26.04.2018

Tutto quello che dovete sapere sui bitcoin

Avrete sicuramente già sentito parlare di «bitcoin». Di seguito vi sveliamo tutto quello che avete sempre voluto sapere, ma non avete mai osato chiedere.

Cos’è il bitcoin?

Il bitcoin è una criptovaluta, ovvero una valuta che non consiste in banconote e monete fisiche, bensì esclusivamente in una serie di blocchi di dati criptati.

Ogni transazione con una criptovaluta, e quindi anche ogni operazione in bitcoin, viene inserita online in un «blocco» ed è provvista di una firma digitale univoca. Non appena la transazione viene verificata e validata dagli altri partecipanti a questo sistema, il blocco viene attaccato alla «catena» e il denaro cambia possessore. La «blockchain» rappresenta un registro non manipolabile, visibile a tutti gli altri partecipanti. È una sorta di libro contabile virtuale in cui ogni transazione viene registrata e a cui chiunque può risalire per verificarla.

Il nome bitcoin è una parola di fantasia composta dai termini inglesi «bit» (la più piccola unità di informazione in informatica) e «coin» (moneta). 

Che cosa ha a che fare l’«estrazione» con tutto questo?

In relazione al bitcoin si sente sempre più spesso parlare di «mining», termine inglese che significa «estrazione». Alla base di questo processo ci sono i computer (e naturalmente coloro che li utilizzano) che cercano continuamente nuovi blocchi da mettere a disposizione della blockchain. Lo si può immaginare come un gioco: i computer concorrono per cercare nuovi blocchi. Chi per primo trova un blocco, vince. Come «ricompensa» per il nuovo blocco, il vincitore riceve un accredito di bitcoin. Tuttavia a tale scopo i «miner» necessitano di computer sempre più potenti; per i privati è praticamente impossibile partecipare a questo «gioco».

Che valore ha un bitcoin?

Un bitcoin non ha un valore intrinseco. Il suo valore si basa solo sulla fiducia di potere impiegare i bitcoin come metodo di pagamento. Inoltre l’offerta di bitcoin è limitata. Per questo la loro quotazione può aumentare velocemente, ma anche diminuire altrettanto velocemente,  poiché si tratta di uno strumento molto volatile. Gli investimenti in bitcoin hanno quindi anche un carattere altamente speculativo.

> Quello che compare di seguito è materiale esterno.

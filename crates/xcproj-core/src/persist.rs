//! Writing the project bundle to disk.

use std::fs;
use std::path::{Path, PathBuf};

use tracing::{debug, info};

use crate::error::{PersistError, Result};

/// File name of the descriptor inside the project bundle.
pub const DESCRIPTOR_FILE_NAME: &str = "project.pbxproj";

/// Paths making up a `.xcodeproj` bundle.
#[derive(Debug, Clone, PartialEq, Eq)]
pub struct ProjectLayout {
    pub root: PathBuf,
    pub user_data_dir: PathBuf,
    pub schemes_dir: PathBuf,
    pub descriptor_path: PathBuf,
}

impl ProjectLayout {
    /// Layout of `<parent>/<bundle_dir_name>`.
    pub fn new(parent: &Path, bundle_dir_name: &str) -> Self {
        let root = parent.join(bundle_dir_name);
        Self {
            user_data_dir: root.join("xcuserdata"),
            schemes_dir: root.join("xcshareddata").join("xcschemes"),
            descriptor_path: root.join(DESCRIPTOR_FILE_NAME),
            root,
        }
    }

    /// Directories that must exist before the descriptor is written.
    pub fn directories(&self) -> [&Path; 3] {
        [&self.root, &self.user_data_dir, &self.schemes_dir]
    }
}

/// Create the bundle directories and write the descriptor into them.
///
/// Directories are created first, so a failure there never leaves a
/// descriptor behind. An existing descriptor is replaced. Nothing is rolled
/// back on failure.
pub fn persist(descriptor: &str, layout: &ProjectLayout) -> Result<()> {
    for dir in layout.directories() {
        fs::create_dir_all(dir).map_err(|e| PersistError::io("create directory", dir, e))?;
        debug!(path = %dir.display(), "ensured directory");
    }

    fs::write(&layout.descriptor_path, descriptor)
        .map_err(|e| PersistError::io("write", &layout.descriptor_path, e))?;

    info!(
        path = %layout.descriptor_path.display(),
        bytes = descriptor.len(),
        "wrote descriptor"
    );
    Ok(())
}

#[cfg(test)]
mod tests {
    use super::*;

    #[test]
    fn test_layout_paths() {
        let layout = ProjectLayout::new(Path::new("/work"), "epubTTS.xcodeproj");
        assert_eq!(layout.root, PathBuf::from("/work/epubTTS.xcodeproj"));
        assert_eq!(
            layout.user_data_dir,
            PathBuf::from("/work/epubTTS.xcodeproj/xcuserdata")
        );
        assert_eq!(
            layout.schemes_dir,
            PathBuf::from("/work/epubTTS.xcodeproj/xcshareddata/xcschemes")
        );
        assert_eq!(
            layout.descriptor_path,
            PathBuf::from("/work/epubTTS.xcodeproj/project.pbxproj")
        );
    }

    #[test]
    fn test_persist_writes_descriptor() {
        let dir = tempfile::tempdir().unwrap();
        let layout = ProjectLayout::new(dir.path(), "Demo.xcodeproj");

        persist("// !$*UTF8*$!\n{\n}\n", &layout).unwrap();

        assert!(layout.user_data_dir.is_dir());
        assert!(layout.schemes_dir.is_dir());
        assert_eq!(
            fs::read_to_string(&layout.descriptor_path).unwrap(),
            "// !$*UTF8*$!\n{\n}\n"
        );
    }
}
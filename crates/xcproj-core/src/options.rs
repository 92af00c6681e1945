//! Compiled-in project constants and generation options.

/// How the Products group and the `.app` file reference are emitted.
#[derive(Debug, Clone, Copy, PartialEq, Eq, Default)]
pub enum OutputMode {
    /// Byte-for-byte reproduction of the historical descriptor.
    ///
    /// The Products group lists itself as its only child, the `.app` file
    /// reference shares the Products group identifier, and the iPhone
    /// orientation list of the Debug target keeps its `LandscapeLe ft` typo.
    #[default]
    Legacy,
    /// The `.app` file reference gets its own identifier and the Products
    /// group lists it as its child.
    Corrected,
}

impl OutputMode {
    pub fn as_str(self) -> &'static str {
        match self {
            Self::Legacy => "legacy",
            Self::Corrected => "corrected",
        }
    }
}

/// Scalar values interpolated into the descriptor.
#[derive(Debug, Clone, Copy, PartialEq, Eq)]
pub struct ProjectConfig {
    pub name: &'static str,
    pub bundle_identifier: &'static str,
    pub deployment_target: &'static str,
    pub swift_version: &'static str,
    pub cxx_dialect: &'static str,
    pub marketing_version: &'static str,
    pub current_project_version: &'static str,
    pub archive_version: u32,
    pub object_version: u32,
    pub compatibility_version: &'static str,
    pub created_on_tools_version: &'static str,
    /// Value of both `LastSwiftUpdateCheck` and `LastUpgradeCheck`.
    pub last_upgrade_check: u32,
}

impl ProjectConfig {
    pub const EPUB_TTS: Self = Self {
        name: "epubTTS",
        bundle_identifier: "com.ulrichfrank.epubtts",
        deployment_target: "15.0",
        swift_version: "5.9",
        cxx_dialect: "c++20",
        marketing_version: "1.0",
        current_project_version: "1",
        archive_version: 1,
        object_version: 56,
        compatibility_version: "Xcode 14.0",
        created_on_tools_version: "15.0",
        last_upgrade_check: 1500,
    };

    /// File name of the built application bundle.
    pub fn product_file_name(&self) -> String {
        format!("{}.app", self.name)
    }

    /// Directory name of the project bundle.
    pub fn bundle_dir_name(&self) -> String {
        format!("{}.xcodeproj", self.name)
    }
}

impl Default for ProjectConfig {
    fn default() -> Self {
        Self::EPUB_TTS
    }
}

#[cfg(test)]
mod tests {
    use super::*;

    #[test]
    fn test_derived_names() {
        let config = ProjectConfig::EPUB_TTS;
        assert_eq!(config.product_file_name(), "epubTTS.app");
        assert_eq!(config.bundle_dir_name(), "epubTTS.xcodeproj");
    }

    #[test]
    fn test_default_mode_is_legacy() {
        assert_eq!(OutputMode::default(), OutputMode::Legacy);
        assert_eq!(OutputMode::Corrected.as_str(), "corrected");
    }
}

Ma a che cosa servono i bitcoin?

Sempre più negozi, hotel e altri esercizi commerciali accettano bitcoin come mezzo di pagamento.

I bitcoin possono essere comprati e venduti online con la valuta tradizionale (ad es. franchi svizzeri o dollari) o presso appositi sportelli automatici. Le FFS ad esempio danno la possibilità di acquistare bitcoin. I bitcoin non vengono negoziati in borsa.

Per pagare un’operazione in bitcoin è necessario uno smartphone su cui è installato un bitcoin wallet, ovvero un portafoglio elettronico per bitcoin. Basta fare una ricerca online per vedere quanto sia vasta l’offerta. Un esercizio che accetta bitcoin come metodo di pagamento vi fornisce un codice QR da scansionare e a cui eventualmente potete integrare da soli l’importo corrispondente.

Le transazioni in bitcoin sono soggette a commissioni molto basse. I pagamenti, e anche le transazioni a livello mondiale, risultano quindi particolarmente convenienti.

Chiavi e portafogli

Anche se desiderate trasferire bitcoin avete bisogno di un bitcoin wallet. Ogni utente possiede delle chiavi crittografiche personali per la gestione dei bitcoin che, insieme a questi ultimi, vanno protette da furti e smarrimenti. Nel caso in cui vengano smarrite, lo saranno anche i relativi bitcoin. I bitcoin wallet esistono sia come applicazione online sia offline.